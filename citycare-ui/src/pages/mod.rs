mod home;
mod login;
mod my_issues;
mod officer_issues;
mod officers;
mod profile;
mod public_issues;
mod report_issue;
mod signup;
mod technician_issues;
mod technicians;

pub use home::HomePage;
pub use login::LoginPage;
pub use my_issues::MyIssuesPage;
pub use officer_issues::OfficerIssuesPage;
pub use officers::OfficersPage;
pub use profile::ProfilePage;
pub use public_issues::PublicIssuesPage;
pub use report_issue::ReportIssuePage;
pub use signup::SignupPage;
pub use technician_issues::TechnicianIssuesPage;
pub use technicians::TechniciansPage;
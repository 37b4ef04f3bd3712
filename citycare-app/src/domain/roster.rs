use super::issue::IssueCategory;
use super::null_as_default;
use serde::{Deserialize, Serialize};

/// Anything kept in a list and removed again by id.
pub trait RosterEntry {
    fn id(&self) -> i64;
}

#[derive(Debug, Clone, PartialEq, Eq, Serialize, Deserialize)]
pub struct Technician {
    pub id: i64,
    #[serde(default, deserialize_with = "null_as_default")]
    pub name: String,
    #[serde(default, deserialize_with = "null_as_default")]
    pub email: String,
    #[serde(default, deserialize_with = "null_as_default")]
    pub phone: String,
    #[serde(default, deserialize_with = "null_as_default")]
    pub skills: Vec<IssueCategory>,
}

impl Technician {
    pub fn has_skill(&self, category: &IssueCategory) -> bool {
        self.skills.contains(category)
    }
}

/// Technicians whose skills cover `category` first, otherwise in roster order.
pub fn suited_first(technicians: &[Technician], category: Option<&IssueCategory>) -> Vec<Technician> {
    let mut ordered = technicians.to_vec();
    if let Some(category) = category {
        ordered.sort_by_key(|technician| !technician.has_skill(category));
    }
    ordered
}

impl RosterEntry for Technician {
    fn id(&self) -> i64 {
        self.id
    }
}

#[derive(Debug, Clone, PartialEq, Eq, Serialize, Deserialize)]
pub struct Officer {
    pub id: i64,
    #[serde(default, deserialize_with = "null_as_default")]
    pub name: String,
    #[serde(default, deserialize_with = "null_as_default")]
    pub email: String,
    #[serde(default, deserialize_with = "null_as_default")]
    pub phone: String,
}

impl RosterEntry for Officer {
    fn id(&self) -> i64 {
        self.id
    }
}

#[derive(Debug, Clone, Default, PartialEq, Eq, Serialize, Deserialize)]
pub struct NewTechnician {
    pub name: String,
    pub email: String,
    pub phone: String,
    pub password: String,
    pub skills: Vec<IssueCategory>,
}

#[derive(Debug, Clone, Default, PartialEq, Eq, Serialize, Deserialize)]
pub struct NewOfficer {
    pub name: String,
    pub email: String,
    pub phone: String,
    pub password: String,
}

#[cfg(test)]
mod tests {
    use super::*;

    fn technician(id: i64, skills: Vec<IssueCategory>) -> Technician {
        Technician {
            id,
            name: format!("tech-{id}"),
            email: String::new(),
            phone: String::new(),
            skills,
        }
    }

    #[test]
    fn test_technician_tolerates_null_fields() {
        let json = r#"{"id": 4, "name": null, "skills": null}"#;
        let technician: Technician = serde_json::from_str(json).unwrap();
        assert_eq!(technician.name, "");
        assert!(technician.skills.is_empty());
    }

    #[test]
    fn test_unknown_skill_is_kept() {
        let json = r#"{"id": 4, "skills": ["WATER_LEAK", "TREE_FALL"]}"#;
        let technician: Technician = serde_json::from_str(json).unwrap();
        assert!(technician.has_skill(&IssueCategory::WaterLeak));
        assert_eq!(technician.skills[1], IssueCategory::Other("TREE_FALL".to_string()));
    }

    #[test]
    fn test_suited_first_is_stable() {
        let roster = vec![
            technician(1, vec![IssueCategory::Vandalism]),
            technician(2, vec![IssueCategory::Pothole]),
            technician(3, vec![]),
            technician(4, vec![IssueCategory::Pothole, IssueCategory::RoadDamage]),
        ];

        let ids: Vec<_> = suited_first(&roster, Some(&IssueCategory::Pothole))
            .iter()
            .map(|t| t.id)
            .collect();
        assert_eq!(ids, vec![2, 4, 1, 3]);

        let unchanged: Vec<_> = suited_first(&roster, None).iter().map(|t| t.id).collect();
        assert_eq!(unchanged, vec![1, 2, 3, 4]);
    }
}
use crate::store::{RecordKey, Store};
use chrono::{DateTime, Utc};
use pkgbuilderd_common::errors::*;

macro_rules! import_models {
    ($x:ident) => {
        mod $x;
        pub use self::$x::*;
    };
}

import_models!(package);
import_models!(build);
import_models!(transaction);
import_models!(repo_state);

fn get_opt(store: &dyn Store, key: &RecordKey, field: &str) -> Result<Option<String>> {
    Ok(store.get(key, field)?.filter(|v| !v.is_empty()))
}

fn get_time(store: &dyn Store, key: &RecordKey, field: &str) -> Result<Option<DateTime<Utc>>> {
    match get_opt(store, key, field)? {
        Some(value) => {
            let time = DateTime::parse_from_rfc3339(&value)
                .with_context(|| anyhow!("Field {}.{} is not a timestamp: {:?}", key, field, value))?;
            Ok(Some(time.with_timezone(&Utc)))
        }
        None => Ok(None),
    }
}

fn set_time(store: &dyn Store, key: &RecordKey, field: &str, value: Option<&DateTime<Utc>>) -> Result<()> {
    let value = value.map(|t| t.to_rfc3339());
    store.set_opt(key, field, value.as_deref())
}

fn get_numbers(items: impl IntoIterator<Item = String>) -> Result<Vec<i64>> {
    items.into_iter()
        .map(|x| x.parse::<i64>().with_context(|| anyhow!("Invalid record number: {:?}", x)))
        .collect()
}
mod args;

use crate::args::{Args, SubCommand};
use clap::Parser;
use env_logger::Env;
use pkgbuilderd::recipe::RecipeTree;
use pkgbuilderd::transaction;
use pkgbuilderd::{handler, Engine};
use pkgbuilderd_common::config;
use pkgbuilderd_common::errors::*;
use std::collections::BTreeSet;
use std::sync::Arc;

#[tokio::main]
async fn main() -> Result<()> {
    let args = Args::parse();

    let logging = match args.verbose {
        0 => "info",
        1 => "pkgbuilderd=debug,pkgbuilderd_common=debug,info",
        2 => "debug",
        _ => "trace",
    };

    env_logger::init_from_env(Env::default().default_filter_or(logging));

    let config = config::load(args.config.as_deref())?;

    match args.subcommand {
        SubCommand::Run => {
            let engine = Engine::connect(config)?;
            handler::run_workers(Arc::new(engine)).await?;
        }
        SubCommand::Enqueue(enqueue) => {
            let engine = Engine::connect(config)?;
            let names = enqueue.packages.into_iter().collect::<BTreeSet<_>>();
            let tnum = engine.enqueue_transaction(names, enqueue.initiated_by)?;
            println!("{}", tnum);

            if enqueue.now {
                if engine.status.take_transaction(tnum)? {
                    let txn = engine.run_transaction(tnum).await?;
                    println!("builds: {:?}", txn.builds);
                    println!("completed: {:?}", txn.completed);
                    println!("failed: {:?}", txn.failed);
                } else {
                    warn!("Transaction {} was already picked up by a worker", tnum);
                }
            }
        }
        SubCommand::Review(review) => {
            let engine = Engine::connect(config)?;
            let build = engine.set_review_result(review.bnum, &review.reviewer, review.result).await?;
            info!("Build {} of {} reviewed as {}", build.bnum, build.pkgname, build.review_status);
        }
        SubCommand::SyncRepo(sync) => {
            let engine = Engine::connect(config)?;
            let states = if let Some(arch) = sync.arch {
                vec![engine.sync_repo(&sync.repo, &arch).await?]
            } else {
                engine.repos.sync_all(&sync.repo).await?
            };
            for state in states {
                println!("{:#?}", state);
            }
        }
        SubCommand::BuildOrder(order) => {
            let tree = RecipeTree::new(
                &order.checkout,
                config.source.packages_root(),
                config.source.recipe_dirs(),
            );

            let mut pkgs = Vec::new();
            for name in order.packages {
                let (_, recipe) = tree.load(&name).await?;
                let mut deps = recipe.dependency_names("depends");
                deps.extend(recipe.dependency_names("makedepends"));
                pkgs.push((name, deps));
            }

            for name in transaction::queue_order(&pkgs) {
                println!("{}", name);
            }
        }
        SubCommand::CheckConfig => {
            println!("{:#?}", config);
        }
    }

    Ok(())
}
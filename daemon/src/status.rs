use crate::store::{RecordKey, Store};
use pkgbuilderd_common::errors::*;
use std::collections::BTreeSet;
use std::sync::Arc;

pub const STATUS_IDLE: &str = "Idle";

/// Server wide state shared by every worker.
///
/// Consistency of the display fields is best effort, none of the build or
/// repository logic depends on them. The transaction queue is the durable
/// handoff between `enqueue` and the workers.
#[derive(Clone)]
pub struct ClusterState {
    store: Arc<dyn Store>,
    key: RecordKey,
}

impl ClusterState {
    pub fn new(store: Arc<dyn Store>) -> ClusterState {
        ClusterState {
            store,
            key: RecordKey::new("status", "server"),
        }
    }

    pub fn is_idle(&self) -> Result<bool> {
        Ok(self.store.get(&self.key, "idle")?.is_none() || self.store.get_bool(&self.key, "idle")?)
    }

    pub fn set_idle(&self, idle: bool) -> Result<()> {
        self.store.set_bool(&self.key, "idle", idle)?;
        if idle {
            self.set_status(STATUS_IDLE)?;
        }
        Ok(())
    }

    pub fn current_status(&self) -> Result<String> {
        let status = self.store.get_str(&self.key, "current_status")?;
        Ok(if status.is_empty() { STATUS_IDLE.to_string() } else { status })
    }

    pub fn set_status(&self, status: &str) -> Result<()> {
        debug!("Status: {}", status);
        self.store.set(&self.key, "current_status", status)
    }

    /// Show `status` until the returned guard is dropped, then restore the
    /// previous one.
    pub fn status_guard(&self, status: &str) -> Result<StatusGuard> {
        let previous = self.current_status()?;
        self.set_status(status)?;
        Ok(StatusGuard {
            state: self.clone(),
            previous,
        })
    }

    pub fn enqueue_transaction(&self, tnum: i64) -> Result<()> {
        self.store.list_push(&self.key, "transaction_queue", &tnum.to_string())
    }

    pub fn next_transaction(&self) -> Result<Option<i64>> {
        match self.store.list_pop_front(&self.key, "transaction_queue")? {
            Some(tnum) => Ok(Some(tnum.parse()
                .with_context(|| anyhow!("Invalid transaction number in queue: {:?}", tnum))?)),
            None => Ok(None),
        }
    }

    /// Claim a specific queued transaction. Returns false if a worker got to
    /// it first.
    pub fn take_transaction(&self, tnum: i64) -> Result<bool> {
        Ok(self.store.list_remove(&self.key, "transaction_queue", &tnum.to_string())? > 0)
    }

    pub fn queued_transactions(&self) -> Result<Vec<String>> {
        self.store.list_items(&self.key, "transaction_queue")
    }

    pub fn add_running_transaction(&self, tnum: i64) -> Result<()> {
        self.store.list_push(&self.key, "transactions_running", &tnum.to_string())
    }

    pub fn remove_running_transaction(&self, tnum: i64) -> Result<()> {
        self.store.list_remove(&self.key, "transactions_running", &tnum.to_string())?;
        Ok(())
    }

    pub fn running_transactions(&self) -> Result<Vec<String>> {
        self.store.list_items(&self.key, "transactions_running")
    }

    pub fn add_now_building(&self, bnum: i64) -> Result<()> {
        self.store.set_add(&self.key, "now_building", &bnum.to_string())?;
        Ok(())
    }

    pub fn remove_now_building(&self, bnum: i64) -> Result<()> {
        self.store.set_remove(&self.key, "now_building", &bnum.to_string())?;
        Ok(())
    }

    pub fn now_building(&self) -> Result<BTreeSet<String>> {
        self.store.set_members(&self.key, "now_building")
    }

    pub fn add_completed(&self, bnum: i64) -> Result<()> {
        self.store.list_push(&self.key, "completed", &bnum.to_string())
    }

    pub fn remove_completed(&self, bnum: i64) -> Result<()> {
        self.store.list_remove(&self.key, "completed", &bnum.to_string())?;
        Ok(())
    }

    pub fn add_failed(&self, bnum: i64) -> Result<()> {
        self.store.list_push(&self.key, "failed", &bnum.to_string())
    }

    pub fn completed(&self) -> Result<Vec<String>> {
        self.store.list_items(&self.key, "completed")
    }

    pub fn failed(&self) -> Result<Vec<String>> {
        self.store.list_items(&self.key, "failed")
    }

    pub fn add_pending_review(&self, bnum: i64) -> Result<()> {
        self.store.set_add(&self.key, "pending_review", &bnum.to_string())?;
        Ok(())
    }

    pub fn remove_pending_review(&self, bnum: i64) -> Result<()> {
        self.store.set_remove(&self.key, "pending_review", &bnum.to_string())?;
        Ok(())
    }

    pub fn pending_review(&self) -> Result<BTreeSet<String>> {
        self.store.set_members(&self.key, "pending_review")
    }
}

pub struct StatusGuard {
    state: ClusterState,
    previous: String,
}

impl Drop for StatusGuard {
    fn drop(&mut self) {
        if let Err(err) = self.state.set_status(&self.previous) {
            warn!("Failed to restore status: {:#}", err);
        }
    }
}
-----
* WHAT THE TASK REQUIRES
The expected answer is an exact copy of the lines above, beginning at the line with "let (_, recipe)" and ending at the line with "filename daemon/src/status.rs", with both ends in.

* ANSWER SPACE
                let (_, recipe) = tree.load(&name).await?;
                let mut deps = recipe.dependency_names("depends");
                deps.extend(recipe.dependency_names("makedepends"));
                pkgs.push((name, deps));
            }

            for name in transaction::queue_order(&pkgs) {
                println!("{}", name);
            }
        }
        SubCommand::CheckConfig => {
            println!("{:#?}", config);
        }
    }

    Ok(())
}
filename daemon/src/status.rs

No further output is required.